Tam uzun zamandan sonra keyifli ve güzel bir uyku çekiyordum ki, saçımın sertçe çekilmesiyle uyandım. Dirseğinin üzerinde bana doğru eğilmiş Kaan'a yüzümü buruşturdum. "Canım acıdı."

"Canını yiyim Arya. İki saattir uyuyorsun. Kalk artık."

"Şu sözleri küfür ediyormuş gibi söylemesen romantik sayılır biliyorsun değil mi?"

Gülerek kafasını olumlu anlamda salladı. "Romantiklik bana göre değil."

"Biliyorum." dedim gözlerimi devirip yüzüstü dönmeden önce.

Kolumdan tutup beni tekrar çevirince "Ne var?" diye tersledim onu.

"Acıktım. Birşeyler söyleyelim."

"Söyle o zaman."

"Tek başıma telefonu kullanamıyorum. Kalk da yardımsever ol."

"Sonra olacağım yemin ederim. ...Yatak rahatmış bu arada."

"Onu gece anlayacağız." diye mırıldanınca koluna vurdum.

Aslında düşününce bu evde utanacak bir yanımız yoktu. Eve girip kapıyı kapattıktan sonra tüm ev bize aitti.  Ve ilk evde, ilk yemek.

"Yemeği ben yapacağım." dedim yerimden kalkarken.  Sadece iç çamaşırlarımlaydım ama buna aldırmadım. Bileğimdeki tokayla saçlarımı topuz yaptıktan sonra mutfağa geçtim. Küçük ve sıcak bir mutfaktı. İlk on dakika yerleştirilen eşyaların yerlerini kafama kazımakla geçirdim. Ve en sonunda da yemeği yapmaya başladım. Tavuk sote yapacaktım!

Dolaptan tavuk göğsünü alıp küçük küçük  doğradıktan sonra domates biber, ve diğer baharat ve malzemeleri de ekledim. Sonra ocağa koydum. Salata için marul, domates, kaşar, salatalık ve biber çıkarıp yıkadım. Önüme koymuş onları doğrarken Kaan geldi.

Önce ocaktaki yemeğe baktı. Sonra salata malzemelerine. En son da bana. Ve sonrada açık cama.

Kaşlarını çattıktan sonra gidip camın perdesini kapattı. "Camlara dikkat et." diye uyarınca bu sefer kaşlarını çatan ben oldum. Elimdeki bıçakla boxerini işaret edip "Sende onunla geziyorsun." dedim.

"Aynı şey değil. Ben erkeğim."

Nefesimi vererek önüme dönüp doğramaya devam ettim. Şimdi kadın erkek eşitligini tartışacak degildim. Zaten bu toplumda tartışılmazda.

"Tavuğu karıştırır mısın?" Yemeğin karışması için değilde, sırf Kaanda yardım etsin diye demiştim. Sonuçta bu evde pişen ilk yemekti değil mi? 
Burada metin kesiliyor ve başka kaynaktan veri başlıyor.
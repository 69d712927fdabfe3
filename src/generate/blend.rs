use std::collections::{BTreeMap, BTreeSet};

use crate::foundation::{
    core::Duration,
    error::{MashupError, MashupResult},
};

/// One input of a blend template.
#[derive(Clone, Debug, PartialEq, Eq, serde::Serialize, serde::Deserialize)]
pub struct BlendSlot {
    pub name: String,
    pub duration: Duration,
}

/// Named recipe of slot durations composited into one output of fixed `duration`.
#[derive(Clone, Debug, PartialEq, Eq, serde::Serialize, serde::Deserialize)]
pub struct BlendTemplate {
    pub slots: Vec<BlendSlot>,
    pub duration: Duration,
}

impl BlendTemplate {
    pub fn uniform(prefix: &str, count: usize, slot: Duration, duration: Duration) -> Self {
        Self {
            slots: (0..count)
                .map(|i| BlendSlot {
                    name: format!("{prefix}{i:02}"),
                    duration: slot,
                })
                .collect(),
            duration,
        }
    }

    pub fn validate(&self, name: &str) -> MashupResult<()> {
        if self.slots.is_empty() {
            return Err(MashupError::config(format!(
                "blend template '{name}' has no slots"
            )));
        }
        if self.duration.is_zero() {
            return Err(MashupError::config(format!(
                "blend template '{name}' must have a non-zero duration"
            )));
        }
        let mut seen = BTreeSet::new();
        for slot in &self.slots {
            if slot.name.is_empty() || !seen.insert(slot.name.as_str()) {
                return Err(MashupError::config(format!(
                    "blend template '{name}' has an empty or duplicate slot '{}'",
                    slot.name
                )));
            }
            if slot.duration.is_zero() {
                return Err(MashupError::config(format!(
                    "blend template '{name}' slot '{}' must have a non-zero duration",
                    slot.name
                )));
            }
        }
        Ok(())
    }
}

/// Templates the renderer ships `.blend` files for.
pub fn builtin_templates() -> BTreeMap<String, BlendTemplate> {
    let mut templates = BTreeMap::new();
    templates.insert(
        "mosaic-scroll".to_string(),
        BlendTemplate::uniform("tile", 16, Duration::from_secs(3), Duration::from_secs(10)),
    );
    templates.insert(
        "triptych".to_string(),
        BlendTemplate {
            slots: ["left", "center", "right"]
                .into_iter()
                .map(|name| BlendSlot {
                    name: name.to_string(),
                    duration: Duration::from_secs(6),
                })
                .collect(),
            duration: Duration::from_secs(6),
        },
    );
    templates
}

/// Built-in templates overlaid with project-specific ones.
#[derive(Clone, Debug)]
pub struct BlendCatalog {
    templates: BTreeMap<String, BlendTemplate>,
}

impl Default for BlendCatalog {
    fn default() -> Self {
        Self {
            templates: builtin_templates(),
        }
    }
}

impl BlendCatalog {
    /// Built-ins plus `extra`; an entry in `extra` replaces a built-in of the same name.
    pub fn with_overrides(extra: &BTreeMap<String, BlendTemplate>) -> MashupResult<Self> {
        let mut catalog = Self::default();
        for (name, template) in extra {
            template.validate(name)?;
            catalog.templates.insert(name.clone(), template.clone());
        }
        Ok(catalog)
    }

    pub fn get(&self, name: &str) -> MashupResult<&BlendTemplate> {
        self.templates
            .get(name)
            .ok_or_else(|| MashupError::config(format!("unknown blend template '{name}'")))
    }

    pub fn names(&self) -> impl Iterator<Item = &str> {
        self.templates.keys().map(String::as_str)
    }
}

#[cfg(test)]
#[path = "../../tests/unit/generate/blend.rs"]
mod tests;
use std::path::{Path, PathBuf};

use crate::foundation::{
    core::TaggedRegion,
    error::{MashupError, MashupResult},
};

/// Require `path` to name an existing, non-directory file.
pub fn check_input(path: &Path) -> MashupResult<()> {
    if path.as_os_str().is_empty() {
        return Err(MashupError::validation("input path must be non-empty"));
    }
    match std::fs::metadata(path) {
        Ok(meta) if meta.is_dir() => Err(MashupError::validation(format!(
            "input must not be a directory ('{}')",
            path.display()
        ))),
        Ok(_) => Ok(()),
        Err(e) if e.kind() == std::io::ErrorKind::NotFound => Err(MashupError::not_found(
            format!("input must exist ('{}')", path.display()),
        )),
        Err(e) => Err(MashupError::validation(format!(
            "unable to stat input '{}': {e}",
            path.display()
        ))),
    }
}

/// Require `path` to be free for a new output file.
pub fn check_output(path: &Path) -> MashupResult<()> {
    if path.as_os_str().is_empty() {
        return Err(MashupError::validation("output path must be non-empty"));
    }
    match std::fs::symlink_metadata(path) {
        Ok(_) => Err(MashupError::already_exists(format!(
            "output path '{}' already exists",
            path.display()
        ))),
        Err(e) if e.kind() == std::io::ErrorKind::NotFound => Ok(()),
        Err(e) => Err(MashupError::validation(format!(
            "unable to stat output '{}': {e}",
            path.display()
        ))),
    }
}

/// Remove whatever a failed or interrupted render left at `path`.
///
/// Existence is the completion marker for outputs, so a partial file must not survive an error
/// this process observed.
pub fn discard_partial_output(path: &Path) {
    match std::fs::remove_file(path) {
        Ok(()) => tracing::debug!(output = %path.display(), "discarded partial output"),
        Err(e) if e.kind() == std::io::ErrorKind::NotFound => {}
        Err(e) => {
            tracing::warn!(output = %path.display(), error = %e, "unable to discard partial output");
        }
    }
}

/// One stream of an underlying media file.
#[derive(Clone, Debug, PartialEq, Eq, serde::Serialize, serde::Deserialize)]
pub struct Track {
    pub path: PathBuf,
    /// Zero-based index among the streams of this kind.
    #[serde(default)]
    pub track: u32,
    /// Filter expression applied to this stream only.
    #[serde(default, skip_serializing_if = "Option::is_none")]
    pub filter: Option<String>,
}

impl Track {
    pub fn new(path: impl Into<PathBuf>, track: u32) -> Self {
        Self {
            path: path.into(),
            track,
            filter: None,
        }
    }

    pub fn validate(&self) -> MashupResult<()> {
        check_input(&self.path)?;
        if let Some(filter) = &self.filter
            && filter.is_empty()
        {
            return Err(MashupError::validation(format!(
                "track '{}' has an empty filter override",
                self.path.display()
            )));
        }
        Ok(())
    }
}

/// Overlay text used to stamp the source key onto rendered clips.
#[derive(Clone, Debug, PartialEq, Eq, serde::Serialize, serde::Deserialize)]
pub struct Stamp {
    pub color: String,
    pub font: PathBuf,
    pub size: u32,
}

impl Stamp {
    pub fn validate(&self) -> MashupResult<()> {
        if self.color.is_empty() {
            return Err(MashupError::validation("stamp color must not be empty"));
        }
        check_input(&self.font).map_err(|e| {
            MashupError::validation(format!(
                "invalid stamp font '{}': {e}",
                self.font.display()
            ))
        })
    }
}

/// Catalog descriptor of one piece of source media.
#[derive(Clone, Debug, PartialEq, Eq, serde::Serialize, serde::Deserialize)]
pub struct Source {
    pub key: String,
    #[serde(default, skip_serializing_if = "Option::is_none")]
    pub video: Option<Track>,
    #[serde(default, skip_serializing_if = "Option::is_none")]
    pub audio: Option<Track>,
    #[serde(default, skip_serializing_if = "Option::is_none")]
    pub subtitle: Option<Track>,
    pub regions: Vec<TaggedRegion>,
    #[serde(default, skip_serializing_if = "Option::is_none")]
    pub stamp: Option<Stamp>,
}

impl Source {
    pub fn new(key: impl Into<String>, regions: Vec<TaggedRegion>) -> Self {
        Self {
            key: key.into(),
            video: None,
            audio: None,
            subtitle: None,
            regions,
            stamp: None,
        }
    }

    pub fn validate(&self) -> MashupResult<()> {
        if self.key.is_empty() {
            return Err(MashupError::validation("source key must not be empty"));
        }
        for (kind, track) in [
            ("video", &self.video),
            ("audio", &self.audio),
            ("subtitle", &self.subtitle),
        ] {
            if let Some(track) = track {
                track.validate().map_err(|e| {
                    MashupError::validation(format!(
                        "source '{}' has invalid {kind} track: {e}",
                        self.key
                    ))
                })?;
            }
        }
        if self.regions.is_empty() {
            return Err(MashupError::validation(format!(
                "source '{}' must have at least one region",
                self.key
            )));
        }
        for region in &self.regions {
            region.validate().map_err(|e| {
                MashupError::validation(format!("source '{}' has bad region: {e}", self.key))
            })?;
        }
        if let Some(stamp) = &self.stamp {
            stamp.validate()?;
        }
        Ok(())
    }
}

#[derive(Clone, Copy, Debug, PartialEq, Eq, serde::Serialize, serde::Deserialize)]
pub enum Container {
    #[serde(rename = "MKV")]
    Mkv,
}

impl Container {
    pub fn extension(self) -> &'static str {
        match self {
            Self::Mkv => "mkv",
        }
    }

    pub fn name(self) -> &'static str {
        match self {
            Self::Mkv => "MKV",
        }
    }
}

#[derive(Clone, Copy, Debug, PartialEq, Eq, serde::Serialize, serde::Deserialize)]
pub enum VideoCodec {
    #[serde(rename = "H264")]
    H264,
    #[serde(rename = "H265")]
    H265,
    #[serde(rename = "VP9")]
    Vp9,
}

impl VideoCodec {
    pub fn name(self) -> &'static str {
        match self {
            Self::H264 => "H264",
            Self::H265 => "H265",
            Self::Vp9 => "VP9",
        }
    }
}

#[derive(Clone, Copy, Debug, PartialEq, Eq, serde::Serialize, serde::Deserialize)]
pub enum AudioCodec {
    #[serde(rename = "AAC")]
    Aac,
    #[serde(rename = "FLAC")]
    Flac,
}

impl AudioCodec {
    pub fn name(self) -> &'static str {
        match self {
            Self::Aac => "AAC",
            Self::Flac => "FLAC",
        }
    }
}

/// Output encoding parameters shared by every render in a project.
#[derive(Clone, Debug, PartialEq, Eq, serde::Serialize, serde::Deserialize)]
pub struct Format {
    pub format: Container,
    pub video_codec: VideoCodec,
    pub audio_codec: AudioCodec,
    pub frame_rate: u32,
    pub sample_rate: u32,
    /// Audio bitrate in kb/s.
    pub bit_rate: u32,
    pub gop_size: u32,
    pub width: u32,
    pub height: u32,
    // blend renderer knobs
    #[serde(default = "default_samples")]
    pub samples: u32,
    #[serde(default = "default_quality")]
    pub quality: String,
    #[serde(default = "default_speed")]
    pub speed: String,
    pub stamp: Stamp,
}

fn default_samples() -> u32 {
    8
}

fn default_quality() -> String {
    "MEDIUM".to_string()
}

fn default_speed() -> String {
    "GOOD".to_string()
}

impl Default for Format {
    fn default() -> Self {
        Self {
            format: Container::Mkv,
            video_codec: VideoCodec::H264,
            audio_codec: AudioCodec::Aac,
            frame_rate: 30,
            sample_rate: 48_000,
            bit_rate: 192,
            gop_size: 18,
            width: 1920,
            height: 1080,
            samples: default_samples(),
            quality: default_quality(),
            speed: default_speed(),
            stamp: Stamp {
                color: "'Snow'".to_string(),
                font: PathBuf::from("/usr/share/fonts/noto/NotoSansMono-Regular.ttf"),
                size: 64,
            },
        }
    }
}

impl Format {
    pub fn extension(&self) -> &'static str {
        self.format.extension()
    }

    pub fn validate(&self) -> MashupResult<()> {
        for (field, value) in [
            ("frame_rate", self.frame_rate),
            ("sample_rate", self.sample_rate),
            ("bit_rate", self.bit_rate),
            ("gop_size", self.gop_size),
            ("width", self.width),
            ("height", self.height),
        ] {
            if value == 0 {
                return Err(MashupError::validation(format!(
                    "format {field} must be non-zero"
                )));
            }
        }
        self.stamp
            .validate()
            .map_err(|e| MashupError::validation(format!("format has invalid stamp: {e}")))
    }

    /// Require `path` to be a fresh output whose extension matches this format.
    pub fn check_video_output(&self, path: &Path) -> MashupResult<()> {
        let ext = path.extension().and_then(|e| e.to_str()).unwrap_or("");
        if ext != self.extension() {
            return Err(MashupError::validation(format!(
                "output extension '{ext}' must match format '{}'",
                self.format.name()
            )));
        }
        check_output(path)
    }
}

#[cfg(test)]
#[path = "../../tests/unit/media/model.rs"]
mod tests;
Eline tahta kaşığı alıp karıştırırken "Güzel kokuyor." diye itiraf etti. Gülümsedim. Akşamları buna birşey oluyor.

"Ocağı kapatabilirsin."

Yemeğin altını kapattıktan sonra ben daha birşey söylemeden dolaptan iki tane tabak çıkardı. Ben de doğradıklarımı salata tabağının içine koydum ve yağını, limonunu koydum.
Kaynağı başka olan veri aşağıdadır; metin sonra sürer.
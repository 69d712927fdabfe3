pub mod cancel;
pub mod core;
pub mod error;
pub mod json;
pub mod settings;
Kaan tabaklara sote koyarken yanına gidip onu izledim. Yaptığı her işi en iyi şekilde yapmaya çalışıyordu. Basit bir yemek koyma olayını bile. Kaşlarını çatmış tabağa bakıyordu. İtiraf etmek gerekirse hem sexi, hemde tatlıydı. Birkaç ay önce Kaan'ın böyle birine dönüşeceğini tahmin edebilir miydik? Böyle söyleyip duruyorum ama bende çok değiştim. Mesela önceden Kaan'ın en ufak hareketinden anlam çıkarmaya çalışırdım. Zamanla bu degişti. Artık neyi ne için yaptığını, Kaşlarını neden çattığını, sinirlendiğinde canımı yakmamak için durumu nasıl alaya vurduğunu, Piç sırıtışını, ben herşeyi bilirim sırıtışını, sexi sırıtışını, 'birazdan göreceksin sen' sırıtışını, alaycı sırıtışını, ve bana birşeyi kabul ettirmek için takındığı sırıtışı. Bunların hepsini ezbere biliyordum artık. Yinede bazen onu çözmek zor oluyordu. Her gün onun hakkında bitmek bilmeyen şeyler öğrenirken onu ezberlediğimi söylemek kolay değil aslında.